◆ **Exercise directions**
Below are entries; copy exactly the lines from the one with "(host, Self::new(rank, num_peers, send_sink, recv_src))" through the one with "self.send(rank, Tag::Abort, reason.as_bytes().to_vec())", both included, and leave out the rest.

======

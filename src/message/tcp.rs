use std::{collections::HashMap, io, thread};
use std::{io::prelude::*, thread::JoinHandle};
use std::{
    net::{SocketAddr, TcpListener, TcpStream},
    time::Duration,
};

use crossbeam_channel::{Receiver, Sender};
use log::{debug, error, info, warn};

use super::backoff::{ExponentialBackoff, Retry};
use super::comm::Communicator;
use super::mailbox::Mailbox;
use super::tag::{Envelope, Tag};
use super::util;
use crate::error::{Error, Result};

const CXN_R_TIMEOUT: Duration = Duration::from_secs(30);
const CXN_W_TIMEOUT: Duration = Duration::from_secs(30);
const RETRY_WAIT: Duration = Duration::from_millis(250);
const RETRY_MAX_WAIT: Duration = Duration::from_millis(5000);
const RETRY_LIMIT: usize = 12;

type Outbound = (usize, Vec<u8>);

/// Background threads of the TCP transport: one serial sender which owns a
/// connection per peer, and one listener which spawns a reader per accepted
/// connection. Frames are a little-endian u64 length followed by an
/// rmp-encoded `Envelope`, and each frame is acknowledged with its length.
///
pub struct TcpHost {
    listen_thread: Option<JoinHandle<()>>,
    send_thread: Option<JoinHandle<()>>,
}

impl TcpHost {
    pub fn new(rank: usize, peers: Vec<SocketAddr>) -> (Self, Sender<Outbound>, Receiver<Envelope>) {
        let (recv_sink, recv_src) = crossbeam_channel::unbounded();
        let listen_thread = Self::start_listener(rank, peers[rank], recv_sink.clone());

        let (send_sink, send_src) = crossbeam_channel::unbounded();
        let send_thread = Self::start_serial_sender(rank, peers, send_src, recv_sink);

        (
            TcpHost {
                send_thread: Some(send_thread),
                listen_thread: Some(listen_thread),
            },
            send_sink,
            recv_src,
        )
    }

    /// Wait for every queued outbound message to be delivered. Returns once
    /// all senders (the communicator) have been dropped.
    ///
    pub fn join(&mut self) {
        if let Some(handle) = self.send_thread.take() {
            if handle.join().is_err() {
                error!("tcp sender thread panicked");
            }
        }
        // The listener blocks in accept for the lifetime of the process.
        self.listen_thread.take();
    }

    fn start_serial_sender(
        rank: usize,
        peers: Vec<SocketAddr>,
        send_src: Receiver<Outbound>,
        local_sink: Sender<Envelope>,
    ) -> JoinHandle<()> {
        thread::spawn(move || {
            let mut table: HashMap<usize, TcpStream> = HashMap::new();

            for (dest, frame) in send_src {
                if let Err(e) = Self::deliver(&mut table, peers[dest], dest, &frame) {
                    error!("[{}] failed to deliver message to {}: {}", rank, peers[dest], e);
                    let _ = local_sink.send(Envelope {
                        source: rank,
                        tag: Tag::Abort,
                        data: format!("cannot reach process {}: {}", dest, e).into_bytes(),
                    });
                }
            }
            debug!("[{}] tcp sender finished", rank);
        })
    }

    /// Write one frame and wait for the acknowledgement. A write that fails
    /// is retried once over a fresh connection; the receiver drops partial
    /// frames, so nothing was delivered. Once the whole frame is out, a
    /// missing or wrong acknowledgement is an error: the frame may have
    /// arrived, and sending it again could deliver it twice.
    ///
    fn deliver(
        table: &mut HashMap<usize, TcpStream>,
        addr: SocketAddr,
        dest: usize,
        frame: &[u8],
    ) -> io::Result<()> {
        let msg_sz = frame.len() as u64;
        let mut attempt = 0;

        loop {
            if !table.contains_key(&dest) {
                table.insert(dest, Self::connect_with_retry(addr)?);
            }
            let client = table
                .get_mut(&dest)
                .ok_or_else(|| io::Error::new(io::ErrorKind::NotConnected, "no connection"))?;

            match Self::write_frame(client, frame) {
                Ok(()) => break,
                Err(e) if attempt == 0 => {
                    warn!("send to {} failed ({}), reconnecting", addr, e);
                    table.remove(&dest);
                    attempt += 1;
                }
                Err(e) => return Err(e),
            }
        }

        let client = table
            .get_mut(&dest)
            .ok_or_else(|| io::Error::new(io::ErrorKind::NotConnected, "no connection"))?;
        let acked = util::read_u64(client).and_then(|ack| {
            if ack != msg_sz {
                Err(io::Error::new(
                    io::ErrorKind::InvalidData,
                    format!("sent {} bytes but receiver acked {} bytes", msg_sz, ack),
                ))
            } else {
                Ok(())
            }
        });
        if acked.is_err() {
            table.remove(&dest);
        }
        acked
    }

    fn write_frame(client: &mut TcpStream, frame: &[u8]) -> io::Result<()> {
        client.write_all(&(frame.len() as u64).to_le_bytes())?;
        client.write_all(frame)
    }

    fn start_listener(rank: usize, addr: SocketAddr, recv_sink: Sender<Envelope>) -> JoinHandle<()> {
        thread::spawn(move || {
            info!("[{}] listening to: {}", rank, addr);
            let listener = match TcpListener::bind(addr) {
                Ok(listener) => listener,
                Err(e) => {
                    error!("[{}] cannot bind {}: {}", rank, addr, e);
                    let _ = recv_sink.send(Envelope {
                        source: rank,
                        tag: Tag::Abort,
                        data: format!("cannot bind {}: {}", addr, e).into_bytes(),
                    });
                    return;
                }
            };
            for stream in listener.incoming() {
                match stream {
                    Ok(stream) => {
                        Self::handle_connection(stream, recv_sink.clone());
                    }
                    Err(e) => warn!("[{}] failed to accept connection: {}", rank, e),
                }
            }
        })
    }

    fn handle_connection(mut stream: TcpStream, recv_sink: Sender<Envelope>) -> JoinHandle<()> {
        let remote = stream
            .peer_addr()
            .map(|a| a.to_string())
            .unwrap_or_else(|_| "unknown peer".into());
        debug!("receiving connection from {}", remote);

        thread::spawn(move || loop {
            let size = match util::read_u64(&mut stream) {
                Ok(size) => size,
                Err(e) if e.kind() == io::ErrorKind::UnexpectedEof => {
                    debug!("connection from {} closed", remote);
                    return;
                }
                Err(e) => {
                    error!("connection from {} failed: {}", remote, e);
                    return;
                }
            };
            let result = util::read_bytes_vec(&mut stream, size as usize)
                .and_then(|bytes| {
                    rmp_serde::decode::from_slice::<Envelope>(&bytes)
                        .map_err(|e| io::Error::new(io::ErrorKind::InvalidData, e.to_string()))
                })
                .and_then(|envelope| {
                    recv_sink
                        .send(envelope)
                        .map_err(|e| io::Error::new(io::ErrorKind::Other, e.to_string()))
                })
                .and_then(|()| stream.write_all(&size.to_le_bytes()));

            if let Err(e) = result {
                error!("connection from {} failed: {}", remote, e);
                return;
            }
        })
    }

    fn connect_with_retry(addr: SocketAddr) -> io::Result<TcpStream> {
        debug!("connecting to {}", addr);
        let stream = ExponentialBackoff::new(RETRY_WAIT, RETRY_MAX_WAIT, 2)
            .take(RETRY_LIMIT)
            .retry(
                || TcpStream::connect(addr),
                |e, delay| {
                    debug!("connect to {} failed: {}, retrying in {:?}", addr, e, delay);
                    thread::sleep(delay)
                },
            )
            .unwrap_or_else(|| Err(io::ErrorKind::NotConnected.into()))?;

        stream.set_read_timeout(Some(CXN_R_TIMEOUT))?;
        stream.set_write_timeout(Some(CXN_W_TIMEOUT))?;
        stream.set_nodelay(true)?;
        Ok(stream)
    }
}




// ============================================================================
pub struct TcpCommunicator {
    rank: usize,
    num_peers: usize,
    send_sink: Sender<Outbound>,
    mailbox: Mailbox,
}

impl TcpCommunicator {
    pub fn new(rank: usize, num_peers: usize, send_sink: Sender<Outbound>, recv_src: Receiver<Envelope>) -> Self {
        Self {
            rank,
            num_peers,
            send_sink,
            mailbox: Mailbox::new(recv_src),
        }
    }

    /// Start the host threads for this rank and return them together with a
    /// communicator that uses them.
    ///
    pub fn connect(rank: usize, peers: Vec<SocketAddr>) -> (TcpHost, Self) {
        let num_peers = peers.len();
        let (host, send_sink, recv_src) = TcpHost::new(rank, peers);
        (host, Self::new(rank, num_peers, send_sink, recv_src))
    }

    fn frame(&self, tag: Tag, data: Vec<u8>) -> Result<Vec<u8>> {
        let envelope = Envelope {
            source: self.rank,
            tag,
            data,
        };
        Ok(rmp_serde::encode::to_vec(&envelope)?)
    }
}

impl Communicator for TcpCommunicator {
    fn rank(&self) -> usize {
        self.rank
    }

    fn size(&self) -> usize {
        self.num_peers
    }

    fn send(&self, rank: usize, tag: Tag, message: Vec<u8>) -> Result<()> {
        if rank >= self.num_peers {
            return Err(Error::Transport(format!("no process with rank {}", rank)));
        }
        let frame = self.frame(tag, message)?;
        self.send_sink
            .send((rank, frame))
            .map_err(|_| Error::Transport("tcp sender thread is gone".into()))
    }

    fn recv(&self, source: usize, tag: Tag) -> Result<Vec<u8>> {
        self.mailbox.take(source, tag)
    }

    fn abort(&self, reason: &str) {
        for rank in (0..self.num_peers).filter(|&r| r != self.rank) {
            if let Err(e) = self.send(rank, Tag::Abort, reason.as_bytes().to_vec()) {
                warn!("[{}] could not notify {} of abort: {}", self.rank, rank, e);
            }
        }
    }
}




// ============================================================================
#[cfg(test)]
mod test {
    use super::*;
    use crate::message::comm::ReduceOp;

    fn free_addresses(n: usize) -> Vec<SocketAddr> {
        let listeners: Vec<_> = (0..n)
            .map(|_| TcpListener::bind("127.0.0.1:0").unwrap())
            .collect();
        listeners.iter().map(|l| l.local_addr().unwrap()).collect()
    }

    #[test]
    fn unacknowledged_frame_is_not_sent_twice() {
        let listener = TcpListener::bind("127.0.0.1:0").unwrap();
        let addr = listener.local_addr().unwrap();
        let (frames_sink, frames) = crossbeam_channel::unbounded();

        // A receiver that takes each frame and hangs up without acking.
        thread::spawn(move || {
            for stream in listener.incoming() {
                let mut stream = stream.unwrap();
                let size = util::read_u64(&mut stream).unwrap();
                let bytes = util::read_bytes_vec(&mut stream, size as usize).unwrap();
                frames_sink.send(bytes).unwrap();
            }
        });

        let mut table = HashMap::new();
        let result = TcpHost::deliver(&mut table, addr, 1, b"contribution");

        assert!(result.is_err());
        assert!(table.is_empty());
        assert_eq!(frames.try_iter().collect::<Vec<_>>(), vec![b"contribution".to_vec()]);
    }

    #[test]
    fn tcp_group_reduces() {
        let peers = free_addresses(3);
        let handles: Vec<_> = (0..3)
            .map(|rank| {
                let peers = peers.clone();
                thread::spawn(move || {
                    let (mut host, comm) = TcpCommunicator::connect(rank, peers);
                    let sum = comm.all_reduce_f64(ReduceOp::Sum, rank as f64 + 1.0).unwrap();
                    comm.barrier().unwrap();
                    drop(comm);
                    host.join();
                    sum
                })
            })
            .collect();

        for handle in handles {
            assert_eq!(handle.join().unwrap(), 6.0);
        }
    }
}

======

◆ **Expected answer**
        (host, Self::new(rank, num_peers, send_sink, recv_src))
    }

    fn frame(&self, tag: Tag, data: Vec<u8>) -> Result<Vec<u8>> {
        let envelope = Envelope {
            source: self.rank,
            tag,
            data,
        };
        Ok(rmp_serde::encode::to_vec(&envelope)?)
    }
}

impl Communicator for TcpCommunicator {
    fn rank(&self) -> usize {
        self.rank
    }

    fn size(&self) -> usize {
        self.num_peers
    }

    fn send(&self, rank: usize, tag: Tag, message: Vec<u8>) -> Result<()> {
        if rank >= self.num_peers {
            return Err(Error::Transport(format!("no process with rank {}", rank)));
        }
        let frame = self.frame(tag, message)?;
        self.send_sink
            .send((rank, frame))
            .map_err(|_| Error::Transport("tcp sender thread is gone".into()))
    }

    fn recv(&self, source: usize, tag: Tag) -> Result<Vec<u8>> {
        self.mailbox.take(source, tag)
    }

    fn abort(&self, reason: &str) {
        for rank in (0..self.num_peers).filter(|&r| r != self.rank) {
            if let Err(e) = self.send(rank, Tag::Abort, reason.as_bytes().to_vec()) {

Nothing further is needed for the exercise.